Research Study Groups:
This trial has the following groups:- Group 1: Muse MRgFUS System
Awards:
This trial has 1 awards, including:- No Placebo-Only Group - All patients enrolled in this study will receive some form of active treatment.
Timeline:
This trial has the following timeline:- Screening: It may take up to 3 Weeks to process to see if you qualify in this trial.
- Treatment: The duration you will receive the treatment varies.
- Follow Ups: You may be asked to continue sharing information regarding the trial for 6 Months after you stop receiving the treatment.

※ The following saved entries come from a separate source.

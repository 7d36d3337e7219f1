use crate::port::exposed_port_id;
use crate::{NodeError, NodeId, NodeOutput, Value};
use chrono::{DateTime, Utc};
use serde::{Deserialize, Serialize};
use std::collections::HashMap;
use std::time::Duration;

/// Metadata recorded alongside every node result
#[derive(Debug, Clone, PartialEq, Serialize, Deserialize)]
pub struct ResultMetadata {
    pub executed_at: DateTime<Utc>,
    pub node_id: NodeId,
    pub node_type: String,
    pub duration_ms: u64,
    pub attempts: u32,
    /// Never started because an upstream node did not succeed
    pub skipped: bool,
    pub custom: HashMap<String, Value>,
}

impl ResultMetadata {
    pub fn new(node_id: impl Into<NodeId>, node_type: impl Into<String>) -> Self {
        Self {
            executed_at: Utc::now(),
            node_id: node_id.into(),
            node_type: node_type.into(),
            duration_ms: 0,
            attempts: 0,
            skipped: false,
            custom: HashMap::new(),
        }
    }

    pub fn with_executed_at(mut self, executed_at: DateTime<Utc>) -> Self {
        self.executed_at = executed_at;
        self
    }

    pub fn with_duration(mut self, duration: Duration) -> Self {
        self.duration_ms = duration.as_millis() as u64;
        self
    }

    pub fn with_attempts(mut self, attempts: u32) -> Self {
        self.attempts = attempts;
        self
    }
}

/// Outcome of one node execution as seen by its orchestrator
#[derive(Debug, Clone, PartialEq, Serialize, Deserialize)]
pub struct ExecutionResult {
    pub success: bool,
    #[serde(default, skip_serializing_if = "Option::is_none")]
    pub outputs: Option<HashMap<String, Value>>,
    #[serde(default, skip_serializing_if = "Option::is_none")]
    pub error: Option<String>,
    pub metadata: ResultMetadata,
}

impl ExecutionResult {
    pub fn success(output: NodeOutput, mut metadata: ResultMetadata) -> Self {
        metadata.custom.extend(output.metadata);
        Self {
            success: true,
            outputs: Some(output.outputs),
            error: None,
            metadata,
        }
    }

    pub fn failure(error: impl Into<String>, metadata: ResultMetadata) -> Self {
        Self {
            success: false,
            outputs: None,
            error: Some(error.into()),
            metadata,
        }
    }

    pub fn skipped(reason: impl Into<String>, mut metadata: ResultMetadata) -> Self {
        metadata.skipped = true;
        Self::failure(reason, metadata)
    }

    pub fn from_outcome(outcome: Result<NodeOutput, NodeError>, metadata: ResultMetadata) -> Self {
        match outcome {
            Ok(output) => Self::success(output, metadata),
            Err(e) => Self::failure(e.to_string(), metadata),
        }
    }

    pub fn output(&self, port: &str) -> Option<&Value> {
        self.outputs.as_ref().and_then(|outputs| outputs.get(port))
    }

    pub fn is_skipped(&self) -> bool {
        self.metadata.skipped
    }
}

/// Aggregate outcome of running a composite's children
#[derive(Debug, Clone, PartialEq, Serialize, Deserialize)]
pub struct CompositeExecutionResult {
    pub success: bool,
    pub node_results: HashMap<NodeId, ExecutionResult>,
    /// Order in which children actually started
    pub execution_order: Vec<NodeId>,
    pub total_execution_time: Duration,
    #[serde(default, skip_serializing_if = "Option::is_none")]
    pub error: Option<String>,
}

impl CompositeExecutionResult {
    /// A run that was refused before any child started.
    pub fn failure(error: impl Into<String>, elapsed: Duration) -> Self {
        Self {
            success: false,
            node_results: HashMap::new(),
            execution_order: Vec::new(),
            total_execution_time: elapsed,
            error: Some(error.into()),
        }
    }

    pub fn result(&self, node_id: &str) -> Option<&ExecutionResult> {
        self.node_results.get(node_id)
    }

    pub fn completed_count(&self) -> usize {
        self.node_results.values().filter(|r| r.success).count()
    }

    pub fn failed_count(&self) -> usize {
        self.node_results
            .values()
            .filter(|r| !r.success && !r.is_skipped())
            .count()
    }

    pub fn skipped_count(&self) -> usize {
        self.node_results.values().filter(|r| r.is_skipped()).count()
    }

    /// Collapse the run into the single output a composite node reports to
    /// its own caller. Every successful child output is exposed as
    /// `{childId}_{portId}`.
    pub fn into_output(self) -> Result<NodeOutput, NodeError> {
        if !self.success {
            let error = self
                .error
                .unwrap_or_else(|| "Composite execution failed".to_string());
            return Err(NodeError::ExecutionFailed(error));
        }

        let mut output = NodeOutput::new()
            .with_metadata("total_nodes", self.node_results.len() as f64)
            .with_metadata("completed_nodes", self.completed_count() as f64)
            .with_metadata("failed_nodes", self.failed_count() as f64)
            .with_metadata("skipped_nodes", self.skipped_count() as f64)
            .with_metadata(
                "total_execution_time_ms",
                self.total_execution_time.as_millis() as f64,
            );

        for (node_id, result) in self.node_results {
            if let Some(outputs) = result.outputs {
                for (port, value) in outputs {
                    output.outputs.insert(exposed_port_id(&node_id, &port), value);
                }
            }
        }

        Ok(output)
    }
}
use serde::{Deserialize, Serialize};
use std::time::Duration;

/// How a composite schedules its children
#[derive(Debug, Clone, PartialEq, Eq, Serialize, Deserialize)]
#[serde(rename_all = "camelCase", default)]
pub struct ExecutionSettings {
    /// Run independent children concurrently
    pub parallel: bool,

    /// Hard cap on children in flight when `parallel` is set
    pub max_concurrency: usize,

    /// Per-child timeout in milliseconds
    #[serde(skip_serializing_if = "Option::is_none")]
    pub timeout: Option<u64>,

    /// Extra attempts after a failed child invocation
    pub retries: u32,

    /// Delay between attempts in milliseconds
    pub retry_delay: u64,
}

impl Default for ExecutionSettings {
    fn default() -> Self {
        Self {
            parallel: false,
            max_concurrency: 10,
            timeout: None,
            retries: 0,
            retry_delay: 0,
        }
    }
}

impl ExecutionSettings {
    pub fn sequential() -> Self {
        Self::default()
    }

    pub fn parallel(max_concurrency: usize) -> Self {
        Self {
            parallel: true,
            max_concurrency,
            ..Self::default()
        }
    }

    pub fn with_timeout(mut self, timeout: Duration) -> Self {
        self.timeout = Some(timeout.as_millis() as u64);
        self
    }

    pub fn with_retries(mut self, retries: u32, delay: Duration) -> Self {
        self.retries = retries;
        self.retry_delay = delay.as_millis() as u64;
        self
    }

    pub fn timeout_duration(&self) -> Option<Duration> {
        self.timeout.map(Duration::from_millis)
    }

    pub fn retry_delay_duration(&self) -> Duration {
        Duration::from_millis(self.retry_delay)
    }

    /// Concurrency bound actually enforced; zero would never make progress.
    pub fn effective_concurrency(&self) -> usize {
        self.max_concurrency.max(1)
    }
}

Frequently Asked Questions
These questions and answers are submitted by anonymous patients, and have not been verified by our internal team.
How many subjects have enrolled in this experiment so far?
"Affirmative. Referring to the clinicaltrials.gov website, it is clear that this research project has been recruiting since 8/2/2022 and needs 34 participants for its single-site study."
Answered by AI
Are there currently opportunities to join this research project?
"Affirmative. Data provided on clinicaltrials.gov verifies that this research effort, which was first declared on August 2nd 2022, is currently recruiting participants. A total of 34 volunteers are required to be enrolled at a single medical site."
Answered by AI
What results is this investigation aiming to attain?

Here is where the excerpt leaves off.